Step 2 — golden rule 1 + KCL at $v_{-}$. No current enters the inverting input. The inverting node connects to two things: $R_1$ going down to ground, and $R_2$ coming back from $v_O$. The current down through $R_1$ is $(v_{-}-0)/R_1$; the current arriving from the output through $R_2$ is $(v_O-v_{-})/R_2$. With no current into the op-amp, these must balance:

$\frac{v_{-}}{R_1}=\frac{v_O-v_{-}}{R_2}$

Substitute $v_{-}=v_I$:

$\frac{v_I}{R_1}=\frac{v_O-v_I}{R_2}$

Step 3 — solve. Multiply out: $R_2{v}_I=R_1(v_O-v_I)$, so $R_2{v}_I+R_1{v}_I=R_1{v}_O$, giving

$\boxed{\frac{v_O}{v_I}=1+\frac{R_2}{R_1}}$

The gain is positive — no phase inversion — and cannot be made less than unity (set $R_2=0$ or $R_1=\infty$ and you get exactly $1$, the Voltage follower (op-amp)). With $R_2=99\text{k}\Omega$ and $R_1=1\text{k}\Omega$ the gain is $+100$. Intuition for the "$1+$": the inverting node is held at $v_I$ by the virtual short, so the resistor string $R_1$–$R_2$ from ground to $v_O$ is a Voltage divider whose tap must equal $v_I$; solving the divider for $v_O$ gives the extra $1$.

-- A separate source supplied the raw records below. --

//! Whitelisted addresses sub-client: every result is integrity-verified.

use crate::client::ProtectClient;
use crate::domain::address::WhitelistedAddress;
use crate::error::{HttpError, SdkError};
use crate::http::ListQuery;

pub struct Addresses<'a> {
    pub(crate) client: &'a ProtectClient,
}

impl<'a> Addresses<'a> {
    pub async fn get(&self, id: &str) -> Result<WhitelistedAddress, SdkError> {
        let resp = self.client.http.get_whitelisted_address(id).await?;
        let dto = resp
            .result
            .ok_or_else(|| HttpError::NotFound(format!("Whitelisted address not found: {id}")))?;
        self.client.verifier.verify_address(&dto).await
    }

    /// One page of addresses. Fails on the first entry that does not verify.
    pub async fn list(&self, query: &ListQuery) -> Result<Vec<WhitelistedAddress>, SdkError> {
        let resp = self.client.http.list_whitelisted_addresses(query).await?;
        self.client.verifier.verify_addresses(&resp.result).await
    }
}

Input resistance — the advantage

The source drives the non-inverting input directly, and golden rule 1 says no current flows into it. So the source sees the op-amp’s own input resistance, which is ideally infinite:

$R_{in}=R_{in,\text{op-amp}}\to \infty$

Nothing is drawn from the source — no Voltage divider loading, no signal lost. This is the configuration’s principal advantage and the reason it is preferred for buffering high-impedance sources where the Inverting amplifier (op-amp)‘s finite $R_{in}=R_1$ would attenuate the signal. The trade-off: you cannot get gain below 1, and the inverting node sees the common-mode input swing (relevant for Common-mode rejection ratio at high gain). For a pure buffer with no gain, the degenerate case is the Voltage follower (op-amp).